===== DATA EXTRACT

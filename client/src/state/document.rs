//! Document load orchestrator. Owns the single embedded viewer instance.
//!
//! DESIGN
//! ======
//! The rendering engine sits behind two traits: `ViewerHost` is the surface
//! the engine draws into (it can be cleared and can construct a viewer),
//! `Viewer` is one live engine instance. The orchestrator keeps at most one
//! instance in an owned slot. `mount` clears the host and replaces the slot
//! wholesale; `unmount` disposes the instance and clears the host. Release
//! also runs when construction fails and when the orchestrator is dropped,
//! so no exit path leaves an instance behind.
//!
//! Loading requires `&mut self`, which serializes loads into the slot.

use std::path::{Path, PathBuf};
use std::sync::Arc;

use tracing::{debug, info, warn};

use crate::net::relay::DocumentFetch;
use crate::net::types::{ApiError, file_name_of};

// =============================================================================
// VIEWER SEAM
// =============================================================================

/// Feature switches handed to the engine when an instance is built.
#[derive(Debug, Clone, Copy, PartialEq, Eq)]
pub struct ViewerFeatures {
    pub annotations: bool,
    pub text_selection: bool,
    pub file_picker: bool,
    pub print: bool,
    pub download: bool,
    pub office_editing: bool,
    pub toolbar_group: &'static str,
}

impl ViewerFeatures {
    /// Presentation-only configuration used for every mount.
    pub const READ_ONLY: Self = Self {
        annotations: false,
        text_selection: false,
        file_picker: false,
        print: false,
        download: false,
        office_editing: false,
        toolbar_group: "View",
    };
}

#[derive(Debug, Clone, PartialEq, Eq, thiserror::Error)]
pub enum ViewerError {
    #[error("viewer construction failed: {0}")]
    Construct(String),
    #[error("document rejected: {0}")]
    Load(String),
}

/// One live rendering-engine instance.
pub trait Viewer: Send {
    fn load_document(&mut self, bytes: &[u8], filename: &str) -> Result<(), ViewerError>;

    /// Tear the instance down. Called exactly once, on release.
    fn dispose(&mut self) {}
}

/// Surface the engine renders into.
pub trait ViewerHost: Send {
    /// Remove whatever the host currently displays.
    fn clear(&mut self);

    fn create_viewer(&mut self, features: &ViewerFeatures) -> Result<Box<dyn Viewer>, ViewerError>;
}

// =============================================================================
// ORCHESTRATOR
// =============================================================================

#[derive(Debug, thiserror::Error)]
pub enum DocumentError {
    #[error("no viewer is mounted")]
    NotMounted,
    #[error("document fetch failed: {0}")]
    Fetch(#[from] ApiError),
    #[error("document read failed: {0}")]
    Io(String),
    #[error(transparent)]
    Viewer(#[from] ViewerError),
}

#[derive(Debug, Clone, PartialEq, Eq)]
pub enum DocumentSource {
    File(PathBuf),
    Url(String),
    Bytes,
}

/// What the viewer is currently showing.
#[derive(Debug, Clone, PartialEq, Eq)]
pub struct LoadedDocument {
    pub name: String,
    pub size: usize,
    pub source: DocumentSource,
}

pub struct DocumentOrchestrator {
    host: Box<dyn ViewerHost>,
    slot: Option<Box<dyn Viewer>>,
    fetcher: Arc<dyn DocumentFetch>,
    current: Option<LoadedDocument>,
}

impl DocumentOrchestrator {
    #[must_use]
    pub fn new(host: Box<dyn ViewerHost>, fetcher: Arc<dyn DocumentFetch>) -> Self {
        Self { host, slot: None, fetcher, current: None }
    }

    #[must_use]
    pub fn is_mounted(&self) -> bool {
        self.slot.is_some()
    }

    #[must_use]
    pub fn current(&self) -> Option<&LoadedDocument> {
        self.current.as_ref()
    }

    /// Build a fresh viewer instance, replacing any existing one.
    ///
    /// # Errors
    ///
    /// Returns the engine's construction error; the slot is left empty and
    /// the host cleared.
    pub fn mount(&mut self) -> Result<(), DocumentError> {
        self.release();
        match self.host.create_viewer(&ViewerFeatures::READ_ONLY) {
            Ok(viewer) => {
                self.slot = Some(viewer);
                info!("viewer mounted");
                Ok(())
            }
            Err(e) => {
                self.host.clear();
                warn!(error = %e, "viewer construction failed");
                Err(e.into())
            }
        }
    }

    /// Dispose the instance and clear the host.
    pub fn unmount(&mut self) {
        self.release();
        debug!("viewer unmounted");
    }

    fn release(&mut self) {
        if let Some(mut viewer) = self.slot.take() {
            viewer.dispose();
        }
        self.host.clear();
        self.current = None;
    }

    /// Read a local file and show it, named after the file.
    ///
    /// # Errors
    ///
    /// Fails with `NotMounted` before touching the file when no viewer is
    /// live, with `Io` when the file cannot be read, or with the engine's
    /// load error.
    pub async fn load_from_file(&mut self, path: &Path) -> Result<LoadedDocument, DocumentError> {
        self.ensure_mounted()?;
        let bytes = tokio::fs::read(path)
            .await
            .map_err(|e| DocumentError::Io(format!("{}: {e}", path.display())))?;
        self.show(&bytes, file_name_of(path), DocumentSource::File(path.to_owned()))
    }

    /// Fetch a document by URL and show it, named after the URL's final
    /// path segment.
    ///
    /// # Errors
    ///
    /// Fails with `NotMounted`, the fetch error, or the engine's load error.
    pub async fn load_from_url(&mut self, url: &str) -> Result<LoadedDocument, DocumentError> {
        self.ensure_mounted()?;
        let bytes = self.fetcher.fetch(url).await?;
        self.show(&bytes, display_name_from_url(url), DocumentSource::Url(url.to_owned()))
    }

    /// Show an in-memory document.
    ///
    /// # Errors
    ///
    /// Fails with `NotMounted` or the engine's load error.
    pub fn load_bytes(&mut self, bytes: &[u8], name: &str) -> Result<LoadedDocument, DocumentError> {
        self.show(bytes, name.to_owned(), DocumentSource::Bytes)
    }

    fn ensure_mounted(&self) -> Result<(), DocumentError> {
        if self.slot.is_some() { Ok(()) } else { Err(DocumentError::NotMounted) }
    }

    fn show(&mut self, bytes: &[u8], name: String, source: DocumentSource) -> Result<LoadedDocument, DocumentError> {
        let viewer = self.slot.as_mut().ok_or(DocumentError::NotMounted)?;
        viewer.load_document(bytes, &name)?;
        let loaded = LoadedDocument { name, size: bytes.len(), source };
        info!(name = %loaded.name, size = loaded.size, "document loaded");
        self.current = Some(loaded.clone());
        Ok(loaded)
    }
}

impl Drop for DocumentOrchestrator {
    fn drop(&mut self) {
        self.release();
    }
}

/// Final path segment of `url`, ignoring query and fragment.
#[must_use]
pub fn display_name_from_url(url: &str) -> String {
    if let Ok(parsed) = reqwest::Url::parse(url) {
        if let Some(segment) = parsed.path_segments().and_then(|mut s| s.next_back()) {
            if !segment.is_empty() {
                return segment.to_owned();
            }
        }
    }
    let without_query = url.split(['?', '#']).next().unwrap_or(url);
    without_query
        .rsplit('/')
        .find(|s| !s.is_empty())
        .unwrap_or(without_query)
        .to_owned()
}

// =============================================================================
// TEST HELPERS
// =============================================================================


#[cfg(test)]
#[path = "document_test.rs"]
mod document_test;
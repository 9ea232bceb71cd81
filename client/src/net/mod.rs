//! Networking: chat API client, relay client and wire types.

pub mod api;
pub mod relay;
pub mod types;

==========

### [THE TASK]
In the listing above, find the lines holding the word "slot" and copy them.

### [EXERCISE SOLUTION]
//! instance in an owned slot. `mount` clears the host and replaces the slot
//! Loading requires `&mut self`, which serializes loads into the slot.
    slot: Option<Box<dyn Viewer>>,
        Self { host, slot: None, fetcher, current: None }
        self.slot.is_some()
    /// Returns the engine's construction error; the slot is left empty and
                self.slot = Some(viewer);
        if let Some(mut viewer) = self.slot.take() {
        if self.slot.is_some() { Ok(()) } else { Err(DocumentError::NotMounted) }
        let viewer = self.slot.as_mut().ok_or(DocumentError::NotMounted)?;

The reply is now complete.